Dataset entries:
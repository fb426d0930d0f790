// [libs/domain/models/src/lib.rs]
/*!
 * =================================================================
 * APARATO: MODELOS DE DOMINIO DEL PLANO DE CONTROL (V1.0)
 * CLASIFICACIÓN: DOMAIN LAYER (ESTRATO L2)
 * RESPONSABILIDAD: ENTIDADES PLANAS, NAVEGABLES POR ID, SIN GRAFOS CÍCLICOS
 *
 * Siguiendo la bandera de rediseño de la especificación ("cyclic references
 * between EdgeDevice, MinerSecret and HostingMiner"), ninguna entidad aquí
 * contiene referencias a objetos vivos de otra: todas navegan por id y son
 * resueltas mediante el repositorio correspondiente en `fleetctl-infra-db`.
 * =================================================================
 */

pub mod audit;
pub mod command;
pub mod device;
pub mod gate;
pub mod miner;
pub mod scan;
pub mod secret;
pub mod telemetry;

pub use audit::{AuditResult, DeviceAuditEvent};
pub use command::{CommandRecord, CommandStatus, TargetResult, TargetStatus};
pub use device::{DeviceStatus, EdgeDevice};
pub use gate::{check_capability, AuthContext, GateDenial};
pub use miner::{CapabilityLevel, HostingMiner, IpEncryptionMode};
pub use scan::{DiscoveredMinerRecord, IpScanJob, ScanJobStatus};
pub use secret::MinerSecret;
pub use telemetry::{DailyRow, History5MinRow, HistoryResolution, LiveSnapshot, RawReading};
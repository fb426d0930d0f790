// [libs/infra/edge-uplink/src/client.rs]
/*!
 * =================================================================
 * APARATO: UPLINK SOBERANO DEL RUNTIME DE BORDE (V1.0)
 * CLASIFICACIÓN: INFRASTRUCTURE ADAPTER (ESTRATO L3)
 * RESPONSABILIDAD: NEGOCIACIÓN HTTPS ENTRE EL EDGE Y EL PLANO DE CONTROL
 * =================================================================
 */

use crate::errors::UplinkError;
use crate::wire::{
    CommandAckRequest, CommandAckResponse, CommandPollResponse, DevicePubkeyResponse, EdgeAckRequest,
    EdgeAckResponse, EdgeSecretsResponse, EdgeStatusResponse, HeartbeatResponse, ScanClaimRequest,
    ScanClaimResponse, ScanProgressReport, ScanResultsReport,
};
use reqwest::{Client, StatusCode};
use serde_json::Value;
use tracing::instrument;

const DEVICE_ID_HEADER: &str = "X-Edge-Device-ID";

pub struct EdgeUplinkClient {
    network_session_client: Client,
    control_plane_base_url: String,
    device_id: i64,
}

impl EdgeUplinkClient {
    pub fn new(base_url: String, device_token: String, device_id: i64) -> Self {
        let mut header_map = reqwest::header::HeaderMap::new();
        let auth_value = reqwest::header::HeaderValue::from_str(&format!("Bearer {device_token}"))
            .expect("device_token must be a valid header value");
        header_map.insert(reqwest::header::AUTHORIZATION, auth_value);
        header_map.insert(
            DEVICE_ID_HEADER,
            reqwest::header::HeaderValue::from_str(&device_id.to_string()).expect("device_id is numeric"),
        );

        Self {
            network_session_client: Client::builder()
                .default_headers(header_map)
                .user_agent("fleetctl-edge-collector/1.0")
                .timeout(std::time::Duration::from_secs(30))
                .build()
                .expect("FATAL: reqwest client initialization failed"),
            control_plane_base_url: base_url.trim_end_matches('/').to_string(),
            device_id,
        }
    }

    async fn check_status(response: reqwest::Response) -> Result<reqwest::Response, UplinkError> {
        match response.status() {
            StatusCode::OK | StatusCode::CREATED | StatusCode::ACCEPTED => Ok(response),
            StatusCode::UNAUTHORIZED | StatusCode::FORBIDDEN => {
                let body: Value = response.json().await.unwrap_or(Value::Null);
                if let Some(required) = body.get("required_level").and_then(Value::as_i64) {
                    return Err(UplinkError::CapabilityDenied {
                        reason: body.get("error").and_then(Value::as_str).unwrap_or("denied").to_string(),
                        required_level: Some(required as i32),
                        miner_level: body.get("miner_level").and_then(Value::as_i64).map(|v| v as i32),
                    });
                }
                Err(UplinkError::Unauthorized)
            }
            status => Err(UplinkError::ServerRejection(format!("HTTP_{status}"))),
        }
    }

    #[instrument(skip(self))]
    pub async fn fetch_device_pubkey(&self) -> Result<DevicePubkeyResponse, UplinkError> {
        let url = format!("{}/devices/{}/pubkey", self.control_plane_base_url, self.device_id);
        let response = self.network_session_client.get(&url).send().await?;
        Ok(Self::check_status(response).await?.json().await?)
    }

    #[instrument(skip(self))]
    pub async fn send_heartbeat(&self) -> Result<HeartbeatResponse, UplinkError> {
        let url = format!("{}/devices/{}/heartbeat", self.control_plane_base_url, self.device_id);
        let response = self.network_session_client.post(&url).send().await?;
        Ok(Self::check_status(response).await?.json().await?)
    }

    #[instrument(skip(self))]
    pub async fn pull_secrets(&self, site_id: i64, since_counter: i64) -> Result<EdgeSecretsResponse, UplinkError> {
        let url = format!(
            "{}/edge/secrets?since_counter={}&site_id={}",
            self.control_plane_base_url, since_counter, site_id
        );
        let response = self.network_session_client.get(&url).send().await?;
        Ok(Self::check_status(response).await?.json().await?)
    }

    /// Devuelve `Err(CapabilityDenied)` cuando el nivel del miner no
    /// alcanza `CONTROL` (spec §8, escenario 3) — el caller decide cómo
    /// degradar (p. ej. omitir el miner del lote).
    #[instrument(skip(self))]
    pub async fn pull_single_secret(&self, miner_id: i64) -> Result<Value, UplinkError> {
        let url = format!("{}/edge/secrets/{}", self.control_plane_base_url, miner_id);
        let response = self.network_session_client.get(&url).send().await?;
        Ok(Self::check_status(response).await?.json().await?)
    }

    #[instrument(skip(self))]
    pub async fn fetch_status(&self) -> Result<EdgeStatusResponse, UplinkError> {
        let url = format!("{}/edge/status", self.control_plane_base_url);
        let response = self.network_session_client.get(&url).send().await?;
        Ok(Self::check_status(response).await?.json().await?)
    }

    #[instrument(skip(self, request))]
    pub async fn ack_secret_receipts(&self, request: &EdgeAckRequest) -> Result<EdgeAckResponse, UplinkError> {
        let url = format!("{}/edge/ack", self.control_plane_base_url);
        let response = self.network_session_client.post(&url).json(request).send().await?;
        Ok(Self::check_status(response).await?.json().await?)
    }

    #[instrument(skip(self))]
    pub async fn poll_commands(&self, site_id: i64, limit: i64) -> Result<CommandPollResponse, UplinkError> {
        let url = format!(
            "{}/edge/v1/commands/poll?site_id={}&limit={}",
            self.control_plane_base_url, site_id, limit
        );
        let response = self.network_session_client.get(&url).send().await?;
        Ok(Self::check_status(response).await?.json().await?)
    }

    #[instrument(skip(self, request))]
    pub async fn ack_command(&self, command_id: &str, request: &CommandAckRequest) -> Result<CommandAckResponse, UplinkError> {
        let url = format!("{}/edge/v1/commands/{}/ack", self.control_plane_base_url, command_id);
        let response = self.network_session_client.post(&url).json(request).send().await?;
        Ok(Self::check_status(response).await?.json().await?)
    }

    /// Reclama el siguiente job de escaneo `PENDING` del sitio (spec
    /// §4.3: "picked up by an edge"). `scan_job` viene `None` cuando no
    /// hay nada pendiente -- no es un error.
    #[instrument(skip(self, request))]
    pub async fn claim_scan(&self, request: &ScanClaimRequest) -> Result<ScanClaimResponse, UplinkError> {
        let url = format!("{}/edge/scan", self.control_plane_base_url);
        let response = self.network_session_client.post(&url).json(request).send().await?;
        Ok(Self::check_status(response).await?.json().await?)
    }

    #[instrument(skip(self, progress))]
    pub async fn report_scan_progress(&self, scan_job_id: &str, progress: &ScanProgressReport) -> Result<(), UplinkError> {
        let url = format!("{}/edge/scan/{}/progress", self.control_plane_base_url, scan_job_id);
        let response = self.network_session_client.post(&url).json(progress).send().await?;
        Self::check_status(response).await?;
        Ok(())
    }

    #[instrument(skip(self, results))]
    pub async fn report_scan_results(&self, scan_job_id: &str, results: &ScanResultsReport) -> Result<(), UplinkError> {
        let url = format!("{}/edge/scan/{}/results", self.control_plane_base_url, scan_job_id);
        let response = self.network_session_client.post(&url).json(results).send().await?;
        Self::check_status(response).await?;
        Ok(())
    }
}

#[cfg(test)]
mod tests {
    use super::*;

    #[test]
    fn trims_trailing_slash_from_base_url() {
        let client = EdgeUplinkClient::new("https://control.example.com/".to_string(), "tok".to_string(), 1);
        assert_eq!(client.control_plane_base_url, "https://control.example.com");
    }

    #[tokio::test]
    async fn unreachable_host_surfaces_network_fault() {
        let client = EdgeUplinkClient::new("http://127.0.0.1:1".to_string(), "tok".to_string(), 1);
        let result = client.fetch_status().await;
        assert!(matches!(result, Err(UplinkError::NetworkFault(_))));
    }
}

#### What the task requires
Reproduce only the lines above, starting at the line with "StatusCode::OK | StatusCode::CREATED" and ending at the line with "pub async fn send_heartbeat(&self)", exactly as written.

#### The completed task
            StatusCode::OK | StatusCode::CREATED | StatusCode::ACCEPTED => Ok(response),
            StatusCode::UNAUTHORIZED | StatusCode::FORBIDDEN => {
                let body: Value = response.json().await.unwrap_or(Value::Null);
                if let Some(required) = body.get("required_level").and_then(Value::as_i64) {
                    return Err(UplinkError::CapabilityDenied {
                        reason: body.get("error").and_then(Value::as_str).unwrap_or("denied").to_string(),
                        required_level: Some(required as i32),
                        miner_level: body.get("miner_level").and_then(Value::as_i64).map(|v| v as i32),
                    });
                }
                Err(UplinkError::Unauthorized)
            }
            status => Err(UplinkError::ServerRejection(format!("HTTP_{status}"))),
        }
    }

    #[instrument(skip(self))]
    pub async fn fetch_device_pubkey(&self) -> Result<DevicePubkeyResponse, UplinkError> {
        let url = format!("{}/devices/{}/pubkey", self.control_plane_base_url, self.device_id);
        let response = self.network_session_client.get(&url).send().await?;
        Ok(Self::check_status(response).await?.json().await?)
    }

    #[instrument(skip(self))]
    pub async fn send_heartbeat(&self) -> Result<HeartbeatResponse, UplinkError> {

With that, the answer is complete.